» **REQUIREMENT**:
Make an exact copy of every entry, from the first line to the last.

» **EXCERPTED DATA**:

○ ○ ○ ○

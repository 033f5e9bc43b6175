//! Dispatch adapter factory.
//!
//! A [`CapabilityMethod`] is what reading a capability through a wrapper
//! yields. Calling it with the host's usual arguments (minus the callback)
//! creates a root stream, splices the stream's adapter into the arguments at
//! the registered callback position, and forwards the real call. Calling a
//! deregistering capability with a stream handle reverses that.

use std::fmt;

use tracing::{debug, warn};

use crate::capability::Direction;
use crate::engine::Engine;
use crate::error::{HookResult, InterceptError};
use crate::host::{unknown_method, Arg, HostRef, Member};
use crate::stream::Stream;

use super::wrapped::{wrap_member, Returned, Target};

/// A capability method bound to its target.
#[derive(Clone)]
pub struct CapabilityMethod {
    engine: Engine,
    target: Target,
    canonical: String,
}

impl CapabilityMethod {
    pub(crate) fn new(engine: Engine, target: Target, canonical: String) -> Self {
        Self {
            engine,
            target,
            canonical,
        }
    }

    /// Canonical method name this capability forwards to.
    #[must_use]
    pub fn canonical(&self) -> &str {
        &self.canonical
    }

    /// Invoke the capability.
    ///
    /// Registering calls return [`Returned::Stream`]. Deregistering calls with
    /// a child stream detach it from its root without touching the host.
    ///
    /// # Errors
    /// `InterceptError::MissingStreamArgument` when a deregistering call has
    /// nothing at the callback position, plus anything the host reports.
    pub fn call(&self, mut args: Vec<Arg>) -> HookResult<Returned> {
        // Present by construction: the registry is append-only and this
        // method was only handed out after an `is_capability` check.
        let descriptor = self.engine.registry().get(&self.canonical)?;

        let Some(index) = descriptor.callback_index else {
            return self.forward(args);
        };

        match descriptor.direction {
            Direction::Register => {
                let stream = Stream::new();
                args.insert(index.min(args.len()), Arg::Callback(stream.adapter()));

                match &self.target {
                    Target::One(host) => {
                        if let Member::Value(value) = host.invoke(&self.canonical, args)? {
                            stream.capture_registration_value(value);
                        }
                    }
                    Target::Many(hosts) => self.register_all(hosts, &args, index)?,
                }

                debug!(method = %self.canonical, stream = %stream.id(), "registered stream");
                Ok(Returned::Stream(stream))
            }
            Direction::Deregister => {
                if index >= args.len() {
                    return Err(InterceptError::MissingStreamArgument {
                        method: self.canonical.clone(),
                        index,
                    }
                    .into());
                }

                let replacement = match args.remove(index) {
                    Arg::Stream(stream) if !stream.is_root() => {
                        // The host registration keeps feeding the siblings.
                        stream.root().remove(&stream);
                        return Ok(Returned::Nothing);
                    }
                    Arg::Stream(stream) => {
                        debug!(method = %self.canonical, stream = %stream.id(), "deregistering stream");
                        stream
                            .registration_value()
                            .map_or_else(|| Arg::Callback(stream.adapter()), Arg::Value)
                    }
                    other => other,
                };
                args.insert(index, replacement);
                self.forward(args)
            }
        }
    }

    fn forward(&self, args: Vec<Arg>) -> HookResult<Returned> {
        match &self.target {
            Target::One(host) => {
                let result = host.invoke(&self.canonical, args)?;
                Ok(wrap_member(&self.engine, result))
            }
            Target::Many(hosts) => {
                // Every member is attempted; the first failure is reported.
                let mut first_err = None;
                for host in hosts.iter() {
                    if let Err(err) = host.invoke(&self.canonical, args.clone()) {
                        warn!(method = %self.canonical, shape = host.shape(), %err, "collection member rejected call");
                        first_err.get_or_insert(err);
                    }
                }
                match first_err {
                    Some(err) => Err(err.into()),
                    None => Ok(Returned::Nothing),
                }
            }
        }
    }

    /// Install the same adapter on every member, or on none of them.
    ///
    /// Members are checked against the method table first. If a member still
    /// fails, the members already registered are deregistered again before
    /// the error is returned.
    fn register_all(&self, hosts: &[HostRef], args: &[Arg], index: usize) -> HookResult<()> {
        if let Some(host) = hosts.iter().find(|host| !host.has_method(&self.canonical)) {
            return Err(unknown_method(host.shape(), &self.canonical).into());
        }

        for (position, host) in hosts.iter().enumerate() {
            if let Err(err) = host.invoke(&self.canonical, args.to_vec()) {
                self.unregister(&hosts[..position], args, index);
                return Err(err.into());
            }
        }
        Ok(())
    }

    fn unregister(&self, installed: &[HostRef], args: &[Arg], index: usize) {
        let registry = self.engine.registry();
        for host in installed {
            // Any deregistering method on this host that takes the callback
            // at the same position undoes the registration.
            let undo = registry.names().into_iter().find(|name| {
                host.has_method(name)
                    && registry.get(name).is_ok_and(|descriptor| {
                        descriptor.direction == Direction::Deregister
                            && descriptor.callback_index == Some(index)
                    })
            });
            let Some(undo) = undo else {
                warn!(method = %self.canonical, shape = host.shape(), "no deregistering method to roll back with");
                continue;
            };
            if let Err(err) = host.invoke(&undo, args.to_vec()) {
                warn!(method = %undo, shape = host.shape(), %err, "rollback failed");
            }
        }
    }
}

impl fmt::Debug for CapabilityMethod {
    fn fmt(&self, f: &mut fmt::Formatter<'_>) -> fmt::Result {
        f.debug_struct("CapabilityMethod")
            .field("canonical", &self.canonical)
            .finish()
    }
}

○ ○ ○ ○

» **ANSWER SPACE**:
repository 033f5e9bc43b6175
//! Dispatch adapter factory.
//!
//! A [`CapabilityMethod`] is what reading a capability through a wrapper
//! yields. Calling it with the host's usual arguments (minus the callback)
//! creates a root stream, splices the stream's adapter into the arguments at
//! the registered callback position, and forwards the real call. Calling a
//! deregistering capability with a stream handle reverses that.

use std::fmt;

use tracing::{debug, warn};

use crate::capability::Direction;
use crate::engine::Engine;
use crate::error::{HookResult, InterceptError};
use crate::host::{unknown_method, Arg, HostRef, Member};
use crate::stream::Stream;

use super::wrapped::{wrap_member, Returned, Target};

/// A capability method bound to its target.
#[derive(Clone)]
pub struct CapabilityMethod {
    engine: Engine,
    target: Target,
    canonical: String,
}

impl CapabilityMethod {
    pub(crate) fn new(engine: Engine, target: Target, canonical: String) -> Self {
        Self {
            engine,
            target,
            canonical,
        }
    }

    /// Canonical method name this capability forwards to.
    #[must_use]
    pub fn canonical(&self) -> &str {
        &self.canonical
    }

    /// Invoke the capability.
    ///
    /// Registering calls return [`Returned::Stream`]. Deregistering calls with
    /// a child stream detach it from its root without touching the host.
    ///
    /// # Errors
    /// `InterceptError::MissingStreamArgument` when a deregistering call has
    /// nothing at the callback position, plus anything the host reports.
    pub fn call(&self, mut args: Vec<Arg>) -> HookResult<Returned> {
        // Present by construction: the registry is append-only and this
        // method was only handed out after an `is_capability` check.
        let descriptor = self.engine.registry().get(&self.canonical)?;

        let Some(index) = descriptor.callback_index else {
            return self.forward(args);
        };

        match descriptor.direction {
            Direction::Register => {
                let stream = Stream::new();
                args.insert(index.min(args.len()), Arg::Callback(stream.adapter()));

                match &self.target {
                    Target::One(host) => {
                        if let Member::Value(value) = host.invoke(&self.canonical, args)? {
                            stream.capture_registration_value(value);
                        }
                    }
                    Target::Many(hosts) => self.register_all(hosts, &args, index)?,
                }

                debug!(method = %self.canonical, stream = %stream.id(), "registered stream");
                Ok(Returned::Stream(stream))
            }
            Direction::Deregister => {
                if index >= args.len() {
                    return Err(InterceptError::MissingStreamArgument {
                        method: self.canonical.clone(),
                        index,
                    }
                    .into());
                }

                let replacement = match args.remove(index) {
                    Arg::Stream(stream) if !stream.is_root() => {
                        // The host registration keeps feeding the siblings.
                        stream.root().remove(&stream);
                        return Ok(Returned::Nothing);
                    }
                    Arg::Stream(stream) => {
                        debug!(method = %self.canonical, stream = %stream.id(), "deregistering stream");
                        stream
                            .registration_value()
                            .map_or_else(|| Arg::Callback(stream.adapter()), Arg::Value)
                    }
                    other => other,
                };
                args.insert(index, replacement);
                self.forward(args)
            }
        }
    }

    fn forward(&self, args: Vec<Arg>) -> HookResult<Returned> {
        match &self.target {
            Target::One(host) => {
                let result = host.invoke(&self.canonical, args)?;
                Ok(wrap_member(&self.engine, result))
            }
            Target::Many(hosts) => {
                // Every member is attempted; the first failure is reported.
                let mut first_err = None;
                for host in hosts.iter() {
                    if let Err(err) = host.invoke(&self.canonical, args.clone()) {
                        warn!(method = %self.canonical, shape = host.shape(), %err, "collection member rejected call");
                        first_err.get_or_insert(err);
                    }
                }
                match first_err {
                    Some(err) => Err(err.into()),
                    None => Ok(Returned::Nothing),
                }
            }
        }
    }

    /// Install the same adapter on every member, or on none of them.
    ///
    /// Members are checked against the method table first. If a member still
    /// fails, the members already registered are deregistered again before
    /// the error is returned.
    fn register_all(&self, hosts: &[HostRef], args: &[Arg], index: usize) -> HookResult<()> {
        if let Some(host) = hosts.iter().find(|host| !host.has_method(&self.canonical)) {
            return Err(unknown_method(host.shape(), &self.canonical).into());
        }

        for (position, host) in hosts.iter().enumerate() {
            if let Err(err) = host.invoke(&self.canonical, args.to_vec()) {
                self.unregister(&hosts[..position], args, index);
                return Err(err.into());
            }
        }
        Ok(())
    }

    fn unregister(&self, installed: &[HostRef], args: &[Arg], index: usize) {
        let registry = self.engine.registry();
        for host in installed {
            // Any deregistering method on this host that takes the callback
            // at the same position undoes the registration.
            let undo = registry.names().into_iter().find(|name| {
                host.has_method(name)
                    && registry.get(name).is_ok_and(|descriptor| {
                        descriptor.direction == Direction::Deregister
                            && descriptor.callback_index == Some(index)
                    })
            });
            let Some(undo) = undo else {
                warn!(method = %self.canonical, shape = host.shape(), "no deregistering method to roll back with");
                continue;
            };
            if let Err(err) = host.invoke(&undo, args.to_vec()) {
                warn!(method = %undo, shape = host.shape(), %err, "rollback failed");
            }
        }
    }
}

impl fmt::Debug for CapabilityMethod {
    fn fmt(&self, f: &mut fmt::Formatter<'_>) -> fmt::Result {
        f.debug_struct("CapabilityMethod")
            .field("canonical", &self.canonical)
            .finish()
    }
}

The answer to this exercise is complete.